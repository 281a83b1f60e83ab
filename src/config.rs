//! Configuration types for arscan.
//!
//! Settings come from an optional TOML file:
//!
//! - [`Config`] - Root configuration struct
//! - [`GatewayConfig`] - Gateway URL and request timeout
//! - [`QueryConfig`] - Pagination settings
//! - [`VerifyConfigFile`] - Retry and dispatch tuning for verification
//!
//! Every field has a default, so an absent or empty file is valid.

use anyhow::{Context, Result};
use serde::Deserialize;
use std::fs;
use std::path::{Path, PathBuf};
use std::time::Duration;
use tracing::debug;

use crate::constants;
use crate::reliability::RetryPolicy;
use crate::verify::VerifyConfig;

/// Result of configuration validation.
#[derive(Debug, Default)]
pub struct ValidationResult {
    /// Non-fatal warnings that should be logged but don't prevent operation.
    pub warnings: Vec<String>,
}

impl ValidationResult {
    /// Returns true if there are any warnings.
    #[must_use]
    pub fn has_warnings(&self) -> bool {
        !self.warnings.is_empty()
    }
}

/// arscan.toml configuration structure.
#[derive(Debug, Clone, Default, Deserialize, PartialEq, Eq)]
#[serde(deny_unknown_fields)]
pub struct Config {
    #[serde(default)]
    pub gateway: GatewayConfig,
    #[serde(default)]
    pub query: QueryConfig,
    #[serde(default)]
    pub verify: VerifyConfigFile,
}

#[derive(Debug, Clone, Deserialize, PartialEq, Eq)]
#[serde(deny_unknown_fields)]
pub struct GatewayConfig {
    #[serde(default = "default_gateway_url")]
    pub url: String,
    #[serde(default = "default_timeout_secs")]
    pub timeout_secs: u64,
}

impl Default for GatewayConfig {
    fn default() -> Self {
        Self {
            url: default_gateway_url(),
            timeout_secs: default_timeout_secs(),
        }
    }
}

#[derive(Debug, Clone, Deserialize, PartialEq, Eq)]
#[serde(deny_unknown_fields)]
pub struct QueryConfig {
    #[serde(default = "default_page_size")]
    pub page_size: usize,
}

impl Default for QueryConfig {
    fn default() -> Self {
        Self {
            page_size: default_page_size(),
        }
    }
}

#[derive(Debug, Clone, Deserialize, PartialEq, Eq)]
#[serde(deny_unknown_fields)]
pub struct VerifyConfigFile {
    #[serde(default = "default_max_attempts")]
    pub max_attempts: u32,
    #[serde(default = "default_retry_initial_delay_ms")]
    pub retry_initial_delay_ms: u64,
    #[serde(default = "default_retry_max_delay_ms")]
    pub retry_max_delay_ms: u64,
    #[serde(default = "default_dispatch_delay_ms")]
    pub dispatch_delay_ms: u64,
}

impl Default for VerifyConfigFile {
    fn default() -> Self {
        Self {
            max_attempts: default_max_attempts(),
            retry_initial_delay_ms: default_retry_initial_delay_ms(),
            retry_max_delay_ms: default_retry_max_delay_ms(),
            dispatch_delay_ms: default_dispatch_delay_ms(),
        }
    }
}

fn default_gateway_url() -> String {
    constants::DEFAULT_GATEWAY_URL.to_string()
}

fn default_timeout_secs() -> u64 {
    constants::DEFAULT_TIMEOUT_SECS
}

fn default_page_size() -> usize {
    constants::DEFAULT_PAGE_SIZE
}

fn default_max_attempts() -> u32 {
    constants::DEFAULT_MAX_ATTEMPTS
}

fn default_retry_initial_delay_ms() -> u64 {
    constants::DEFAULT_RETRY_INITIAL_DELAY_MS
}

fn default_retry_max_delay_ms() -> u64 {
    constants::DEFAULT_RETRY_MAX_DELAY_MS
}

fn default_dispatch_delay_ms() -> u64 {
    constants::DEFAULT_DISPATCH_DELAY_MS
}

impl Config {
    /// Default location: `<config_dir>/arscan/arscan.toml`.
    pub fn default_path() -> Option<PathBuf> {
        dirs::config_dir().map(|dir| dir.join("arscan").join(constants::CONFIG_FILE_NAME))
    }

    /// Load configuration.
    ///
    /// An explicit path must exist. Without one, the default location is
    /// used when present, otherwise built-in defaults. The gateway URL from
    /// `ARSCAN_GATEWAY` takes precedence over the file.
    ///
    /// # Errors
    ///
    /// Returns an error if the file cannot be read or contains invalid TOML.
    pub fn load(explicit: Option<&Path>) -> Result<Self> {
        let mut config = match explicit {
            Some(path) => Self::load_from(path)?,
            None => match Self::default_path() {
                Some(path) if path.is_file() => Self::load_from(&path)?,
                _ => {
                    debug!("No config file found, using defaults");
                    Self::default()
                },
            },
        };
        config.apply_env(std::env::var(constants::GATEWAY_ENV_VAR).ok());
        Ok(config)
    }

    /// Load configuration from the specified path.
    ///
    /// # Errors
    ///
    /// Returns an error if:
    /// - The file cannot be read (IO error)
    /// - The file contains invalid TOML syntax
    /// - Fields have invalid types or unknown names
    pub fn load_from<P: AsRef<Path>>(path: P) -> Result<Self> {
        let path = path.as_ref();
        let content = fs::read_to_string(path)
            .with_context(|| format!("Failed to read config file: {}", path.display()))?;

        let config: Config = toml::from_str(&content)
            .with_context(|| format!("Failed to parse config file: {}", path.display()))?;

        debug!(path = %path.display(), "Loaded config file");
        Ok(config)
    }

    /// Apply the gateway override, ignoring blank values.
    pub fn apply_env(&mut self, gateway: Option<String>) {
        if let Some(url) = gateway.filter(|u| !u.trim().is_empty()) {
            self.gateway.url = url.trim().to_string();
        }
    }

    /// Validate configuration with comprehensive checks.
    ///
    /// Returns a `ValidationResult` containing any non-fatal warnings.
    ///
    /// # Errors
    ///
    /// Returns an error listing every problem found:
    /// - Gateway URL that does not parse or is not http(s)
    /// - Zero timeout
    /// - Page size outside 1-100
    /// - Zero attempts or an initial delay above the maximum delay
    pub fn validate(&self) -> Result<ValidationResult> {
        let mut errors = Vec::new();
        let mut warnings = Vec::new();

        match url::Url::parse(&self.gateway.url) {
            Ok(url) if matches!(url.scheme(), "http" | "https") => {
                if url.scheme() == "http" {
                    warnings.push(format!(
                        "gateway.url '{}' is not encrypted\n  \
                         Recommendation: use an https gateway",
                        self.gateway.url
                    ));
                }
            },
            Ok(url) => errors.push(format!(
                "gateway.url must use http or https (got scheme '{}')",
                url.scheme()
            )),
            Err(e) => errors.push(format!("gateway.url '{}' is invalid: {e}", self.gateway.url)),
        }

        if self.gateway.timeout_secs == 0 {
            errors.push("gateway.timeout_secs cannot be 0".to_string());
        }

        let page_size = self.query.page_size;
        if page_size == 0 || page_size > constants::MAX_PAGE_SIZE {
            errors.push(format!(
                "query.page_size must be between 1 and {} (got {page_size})",
                constants::MAX_PAGE_SIZE
            ));
        }

        let verify = &self.verify;
        if verify.max_attempts == 0 {
            errors.push("verify.max_attempts must be at least 1".to_string());
        }
        if verify.retry_initial_delay_ms > verify.retry_max_delay_ms {
            errors.push(format!(
                "verify.retry_initial_delay_ms ({}) is above verify.retry_max_delay_ms ({})",
                verify.retry_initial_delay_ms, verify.retry_max_delay_ms
            ));
        }
        if verify.dispatch_delay_ms == 0 {
            warnings.push(
                "verify.dispatch_delay_ms is 0\n  \
                 All verification tasks will hit the gateway at once"
                    .to_string(),
            );
        }

        if !errors.is_empty() {
            anyhow::bail!(
                "Configuration validation failed:\n  - {}",
                errors.join("\n  - ")
            );
        }

        Ok(ValidationResult { warnings })
    }

    pub fn timeout(&self) -> Duration {
        Duration::from_secs(self.gateway.timeout_secs)
    }

    /// Retry policy shared by page transport, metadata fetches and polling.
    pub fn retry_policy(&self) -> RetryPolicy {
        RetryPolicy::default()
            .with_max_attempts(self.verify.max_attempts)
            .with_initial_delay(Duration::from_millis(self.verify.retry_initial_delay_ms))
            .with_max_delay(Duration::from_millis(self.verify.retry_max_delay_ms))
    }

    pub fn verify_config(&self) -> VerifyConfig {
        VerifyConfig {
            retry: self.retry_policy(),
            dispatch_delay: Duration::from_millis(self.verify.dispatch_delay_ms),
        }
    }
}

#[cfg(test)]
mod tests {
    use super::*;

    #[test]
    fn test_empty_config_uses_defaults() {
        let config: Config = toml::from_str("").unwrap();
        assert_eq!(config, Config::default());
        assert_eq!(config.gateway.url, constants::DEFAULT_GATEWAY_URL);
        assert_eq!(config.query.page_size, constants::DEFAULT_PAGE_SIZE);
        assert!(config.validate().is_ok());
    }

    #[test]
    fn test_parse_full_config() {
        let toml_str = r#"
[gateway]
url = "https://gateway.example"
timeout_secs = 10

[query]
page_size = 50

[verify]
max_attempts = 3
retry_initial_delay_ms = 100
retry_max_delay_ms = 1000
dispatch_delay_ms = 20
"#;
        let config: Config = toml::from_str(toml_str).unwrap();
        assert_eq!(config.gateway.url, "https://gateway.example");
        assert_eq!(config.timeout(), Duration::from_secs(10));
        assert_eq!(config.query.page_size, 50);

        let verify = config.verify_config();
        assert_eq!(verify.retry.max_attempts, 3);
        assert_eq!(verify.retry.initial_delay, Duration::from_millis(100));
        assert_eq!(verify.dispatch_delay, Duration::from_millis(20));
    }

    #[test]
    fn test_unknown_field_rejected() {
        let result: std::result::Result<Config, _> = toml::from_str("[gateway]\nport = 1\n");
        assert!(result.is_err());
    }

    #[test]
    fn test_env_override() {
        let mut config = Config::default();
        config.apply_env(Some("  ".to_string()));
        assert_eq!(config.gateway.url, constants::DEFAULT_GATEWAY_URL);

        config.apply_env(Some("http://localhost:1984".to_string()));
        assert_eq!(config.gateway.url, "http://localhost:1984");
    }

    #[test]
    fn test_validate_http_warns() {
        let mut config = Config::default();
        config.gateway.url = "http://localhost:1984".to_string();
        let result = config.validate().unwrap();
        assert!(result.has_warnings());
    }

    #[test]
    fn test_validate_multiple_errors() {
        let mut config = Config::default();
        config.gateway.url = "ftp://gateway".to_string();
        config.gateway.timeout_secs = 0;
        config.query.page_size = 101;
        config.verify.max_attempts = 0;
        config.verify.retry_initial_delay_ms = 10_000;

        let err = config.validate().unwrap_err().to_string();
        assert!(err.contains("gateway.url"));
        assert!(err.contains("timeout_secs"));
        assert!(err.contains("page_size"));
        assert!(err.contains("max_attempts"));
        assert!(err.contains("retry_initial_delay_ms"));
    }

    #[test]
    fn test_validate_unparseable_url() {
        let mut config = Config::default();
        config.gateway.url = "not a url".to_string();
        assert!(config.validate().is_err());
    }

    #[test]
    fn test_load_from_file() {
        use std::io::Write;
        use tempfile::NamedTempFile;

        let mut file = NamedTempFile::new().unwrap();
        writeln!(file, "[query]\npage_size = 25").unwrap();

        let config = Config::load(Some(file.path())).unwrap();
        assert_eq!(config.query.page_size, 25);
        assert_eq!(config.gateway.timeout_secs, constants::DEFAULT_TIMEOUT_SECS);
    }

    #[test]
    fn test_load_missing_explicit_file() {
        let dir = tempfile::tempdir().unwrap();
        let err = Config::load_from(dir.path().join("absent.toml")).unwrap_err();
        assert!(err.to_string().contains("Failed to read config file"));
    }

    #[test]
    fn test_load_invalid_toml() {
        let dir = tempfile::tempdir().unwrap();
        let path = dir.path().join("arscan.toml");
        std::fs::write(&path, "[query\n").unwrap();
        let err = Config::load_from(&path).unwrap_err();
        assert!(err.to_string().contains("Failed to parse config file"));
    }
}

━━━━

Gather up every line from the listing above in which the word "QueryConfig" occurs.

//! - [`QueryConfig`] - Pagination settings
    pub query: QueryConfig,
pub struct QueryConfig {
impl Default for QueryConfig {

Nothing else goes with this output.